Coffee: still tasty, and still apparently good for us. A study out this week suggests that light to moderate consumption of decaffeinated, ground, and instant coffee can be linked to a lower risk of dying early and developing cardiovascular disease. As is often the case, though, these findings alone can’t confirm a direct cause-and-effect relationship between coffee and our health.
Scientists in Australia analysed data from the UK Biobank, a long-running research project that’s tracking the health of the country’s residents. At the start of the project, volunteers detailed their dieting habits, including their usual amount and type of coffee-drinking. The researchers focused on nearly 450,000 volunteers with no diagnosed cardiovascular disease at the start of the study over the age of 40 and then tracked their health and mortality over a 12-year follow-up period.
Compared to non-coffee drinkers, coffee drinkers in general were less likely to develop cardiovascular disease and to die from any cause at all during that time. But there were some subtle differences in the associated benefits found between the amount and type of coffee drinking. People who drank two to three cups of decaffeinated, ground, or instant coffee a day had the greatest reductions in mortality. Those who drank one to five cups a day of ground and instant coffee were the least likely to develop arrhythmia, or an irregular heartbeat, while no associated benefit was seen for people who drank decaf. The findings were published Monday in the European Journal of Preventive Cardiology.

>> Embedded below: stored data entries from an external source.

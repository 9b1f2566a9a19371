#![deny(
    unsafe_code,
    missing_docs,
    dead_code,
    unused_results,
    non_snake_case,
    unreachable_pub
)]

//! Core contracts shared across the Pillow Siege simulation.
//!
//! This crate defines the message surface that connects adapters, the
//! authoritative arena, and pure systems. Adapters and systems submit
//! [`Command`] values describing desired mutations, the arena executes those
//! commands via its `apply` entry point, and then broadcasts [`Event`] values
//! for systems to react to deterministically. Systems consume event streams,
//! query immutable snapshots, and respond exclusively with new command
//! batches. Collision geometry stays outside the simulation behind the
//! [`SceneProbe`] seam.

use std::time::Duration;

use glam::{Vec2, Vec3};
use serde::{Deserialize, Serialize};

/// Commands that express all permissible arena mutations.
#[derive(Clone, Debug, PartialEq)]
pub enum Command {
    /// Configures the arena: spawn ring, projectile tuning, and player vitals.
    ConfigureArena {
        /// Complete arena configuration to install.
        config: ArenaConfig,
    },
    /// Signals that the session started and waves may begin counting down.
    StartAssault,
    /// Advances the simulation clock by the provided delta time.
    Tick {
        /// Duration of simulated time that elapsed since the previous tick.
        dt: Duration,
    },
    /// Opens a new wave: the previous population is destroyed before any
    /// spawn command of the new wave applies.
    BeginWave {
        /// One-based number of the wave that is starting.
        wave: WaveNumber,
    },
    /// Requests that a cannon be instantiated at the provided position.
    SpawnCannon {
        /// World-space position the cannon occupies.
        position: Vec3,
    },
    /// Requests that a hostile NPC be instantiated at the provided position.
    SpawnNpc {
        /// World-space position the NPC starts from.
        position: Vec3,
    },
    /// Overwrites the velocity an NPC travels with until re-steered.
    SteerNpc {
        /// Identifier of the NPC being steered.
        npc: NpcId,
        /// Velocity the NPC should travel with, in units per second.
        velocity: Vec3,
    },
    /// Launches a projectile from the provided muzzle position.
    FireProjectile {
        /// Entity responsible for the shot.
        source: ProjectileSource,
        /// World-space muzzle position the projectile spawns at.
        origin: Vec3,
        /// Initial velocity of the projectile in units per second.
        velocity: Vec3,
    },
    /// Mirrors the locomotion controller's pose into the arena so other
    /// systems observe a single authoritative player state.
    SyncPlayerPose {
        /// World-space position of the player's feet.
        position: Vec3,
        /// Current player velocity in units per second.
        velocity: Vec3,
        /// Whether ground classification currently reports support.
        grounded: bool,
    },
    /// Applies damage to the player, subject to the invincibility window.
    DamagePlayer {
        /// Amount of health to remove before clamping.
        amount: u32,
    },
    /// Restores player health, clamped to the configured maximum.
    HealPlayer {
        /// Amount of health to add before clamping.
        amount: u32,
    },
    /// Restores full health, clears invincibility, and re-enables control.
    ResetPlayerHealth,
    /// Applies damage to an NPC, destroying it when health reaches zero.
    DamageNpc {
        /// Identifier of the NPC taking damage.
        npc: NpcId,
        /// Amount of health to remove before clamping.
        amount: u32,
    },
}

/// Events broadcast by the arena after processing commands.
#[derive(Clone, Debug, PartialEq)]
pub enum Event {
    /// Confirms that the arena accepted a configuration.
    ArenaConfigured {
        /// Number of spawn anchors generated for the ring.
        anchors: u32,
    },
    /// Announces that the session started.
    AssaultStarted,
    /// Indicates that the simulation clock advanced.
    TimeAdvanced {
        /// Duration of simulated time that elapsed in the tick.
        dt: Duration,
    },
    /// Announces that a wave opened and the prior population was replaced.
    WaveStarted {
        /// One-based number of the wave that started.
        wave: WaveNumber,
        /// Cannons removed while clearing the previous wave.
        cannons_cleared: u32,
        /// NPCs removed while clearing the previous wave.
        npcs_cleared: u32,
    },
    /// Confirms that a cannon was instantiated.
    CannonSpawned {
        /// Identifier assigned to the cannon by the arena.
        cannon: CannonId,
        /// World-space position the cannon occupies.
        position: Vec3,
    },
    /// Confirms that an NPC was instantiated.
    NpcSpawned {
        /// Identifier assigned to the NPC by the arena.
        npc: NpcId,
        /// World-space position the NPC starts from.
        position: Vec3,
    },
    /// Confirms that a cannon was destroyed.
    CannonDestroyed {
        /// Identifier of the destroyed cannon.
        cannon: CannonId,
    },
    /// Confirms that an NPC was destroyed.
    NpcDestroyed {
        /// Identifier of the destroyed NPC.
        npc: NpcId,
    },
    /// Reports that an NPC survived damage.
    NpcDamaged {
        /// Identifier of the damaged NPC.
        npc: NpcId,
        /// Health the NPC retains after the hit.
        remaining: Health,
    },
    /// Confirms that a projectile was launched.
    ProjectileSpawned {
        /// Identifier assigned to the projectile by the arena.
        projectile: ProjectileId,
        /// Entity responsible for the shot.
        source: ProjectileSource,
        /// World-space position the projectile spawned at.
        origin: Vec3,
        /// Initial velocity of the projectile in units per second.
        velocity: Vec3,
    },
    /// Reports that a projectile reached the end of its lifetime unscathed.
    ProjectileExpired {
        /// Identifier of the expired projectile.
        projectile: ProjectileId,
    },
    /// Reports that a projectile struck a target and despawned.
    ProjectileHit {
        /// Identifier of the projectile that hit.
        projectile: ProjectileId,
        /// Target the projectile struck.
        target: HitTarget,
    },
    /// Reports the knockback impulse a hostile projectile applied. The
    /// locomotion controller adds the impulse to its velocity directly.
    PlayerPushed {
        /// Velocity change in units per second.
        impulse: Vec3,
    },
    /// Reports the player's health after a change.
    PlayerHealthChanged {
        /// Health remaining after the change.
        current: Health,
        /// Configured health ceiling.
        max: Health,
    },
    /// Announces that the player's health reached zero.
    PlayerDied,
    /// Announces that player health was reset and control re-enabled.
    PlayerHealthReset,
}

/// Entity responsible for launching a projectile.
#[derive(Clone, Copy, Debug, PartialEq, Eq, Hash, Serialize, Deserialize)]
pub enum ProjectileSource {
    /// Launched by a wave cannon.
    Cannon(CannonId),
    /// Launched by a hostile NPC.
    Npc(NpcId),
    /// Launched by the player.
    Player,
}

impl ProjectileSource {
    /// Reports whether the projectile should harm the player on contact.
    #[must_use]
    pub const fn is_hostile(self) -> bool {
        matches!(self, Self::Cannon(_) | Self::Npc(_))
    }
}

/// Target a projectile collided with.
#[derive(Clone, Copy, Debug, PartialEq, Eq, Hash, Serialize, Deserialize)]
pub enum HitTarget {
    /// The projectile struck the player.
    Player,
    /// The projectile struck the identified NPC.
    Npc(NpcId),
}

/// Unique identifier assigned to a cannon.
#[derive(Clone, Copy, Debug, PartialEq, Eq, Hash, PartialOrd, Ord, Serialize, Deserialize)]
pub struct CannonId(u32);

impl CannonId {
    /// Creates a new cannon identifier with the provided numeric value.
    #[must_use]
    pub const fn new(value: u32) -> Self {
        Self(value)
    }

    /// Retrieves the numeric representation of the identifier.
    #[must_use]
    pub const fn get(&self) -> u32 {
        self.0
    }
}

/// Unique identifier assigned to a hostile NPC.
#[derive(Clone, Copy, Debug, PartialEq, Eq, Hash, PartialOrd, Ord, Serialize, Deserialize)]
pub struct NpcId(u32);

impl NpcId {
    /// Creates a new NPC identifier with the provided numeric value.
    #[must_use]
    pub const fn new(value: u32) -> Self {
        Self(value)
    }

    /// Retrieves the numeric representation of the identifier.
    #[must_use]
    pub const fn get(&self) -> u32 {
        self.0
    }
}

/// Unique identifier assigned to a projectile.
#[derive(Clone, Copy, Debug, PartialEq, Eq, Hash, PartialOrd, Ord, Serialize, Deserialize)]
pub struct ProjectileId(u32);

impl ProjectileId {
    /// Creates a new projectile identifier with the provided numeric value.
    #[must_use]
    pub const fn new(value: u32) -> Self {
        Self(value)
    }

    /// Retrieves the numeric representation of the identifier.
    #[must_use]
    pub const fn get(&self) -> u32 {
        self.0
    }
}

/// One-based wave counter. Wave numbers only ever grow.
#[derive(Clone, Copy, Debug, PartialEq, Eq, Hash, PartialOrd, Ord, Serialize, Deserialize)]
pub struct WaveNumber(u32);

impl WaveNumber {
    /// Creates a wave number with the provided value.
    #[must_use]
    pub const fn new(value: u32) -> Self {
        Self(value)
    }

    /// The first wave of a session.
    #[must_use]
    pub const fn first() -> Self {
        Self(1)
    }

    /// Retrieves the numeric representation of the wave number.
    #[must_use]
    pub const fn get(&self) -> u32 {
        self.0
    }

    /// Returns the wave that follows this one.
    #[must_use]
    pub const fn next(self) -> Self {
        Self(self.0.saturating_add(1))
    }
}

/// Hit points carried by the player or an NPC.
#[derive(Clone, Copy, Debug, PartialEq, Eq, Hash, PartialOrd, Ord, Serialize, Deserialize)]
pub struct Health(u32);

impl Health {
    /// Creates a health value with the provided amount.
    #[must_use]
    pub const fn new(value: u32) -> Self {
        Self(value)
    }

    /// Retrieves the numeric representation of the health value.
    #[must_use]
    pub const fn get(&self) -> u32 {
        self.0
    }

    /// Removes the provided amount, clamping at zero.
    #[must_use]
    pub const fn saturating_sub(self, amount: u32) -> Self {
        Self(self.0.saturating_sub(amount))
    }

    /// Adds the provided amount, clamping at the supplied ceiling.
    #[must_use]
    pub fn saturating_add_clamped(self, amount: u32, max: Health) -> Self {
        Self(self.0.saturating_add(amount).min(max.0))
    }

    /// Reports whether no health remains.
    #[must_use]
    pub const fn is_zero(&self) -> bool {
        self.0 == 0
    }
}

Many studies have suggested that coffee consumption is overall good for people, including a study that similarly analysed UK Biobank data published this May. But the authors say theirs is one of the few to look specifically at the type of coffee that people are drinking. Their results, they argue, indicate that coffee’s likely benefits don’t just come from the consumption of caffeine, but from other ingredients and possibly how it’s prepared. Some evidence has suggested, for example, that compounds called diterpenes can raise the risk of LDL cholesterol (the “bad” kind), and these oily compounds are more common in brewed ground coffee that’s left unfiltered.
“Caffeine is the most well-known constituent in coffee, but the beverage contains more than 100 biologically active components. It is likely that the non-caffeinated compounds were responsible for the positive relationships observed between coffee drinking, cardiovascular disease and survival,” said study author Peter Kistler, a researcher at the Baker Heart and Diabetes Research Institute in Melbourne, in a statement from the European Society of Cardiology, the journal’s publishers.
By this point, given all the research that’s been conducted, it would be pretty shocking if coffee didn’t turn out to be mostly beneficial for our health. But the trouble is that it’s hard to say much further beyond that. Most coffee studies rely on analysing observational population-level data, which can only really show a correlation between any two factors, not demonstrate a direct cause-and-effect. And while researchers try to account for other factors that might explain why a particular correlation exists, they don’t always succeed. People who regularly drink coffee, for instance, might be different from non-drinkers in important ways that can’t be seen from the data.
Probably the best way to settle this debate would be to conduct randomised studies of coffee drinking, though it would cost a pretty penny to do so. In the meantime, so long as you’re not drowning yourself in coffee every day, you’ll likely be fine either way. And some people with anxiety conditions may actually want to avoid caffeine, since it could worsen their symptoms.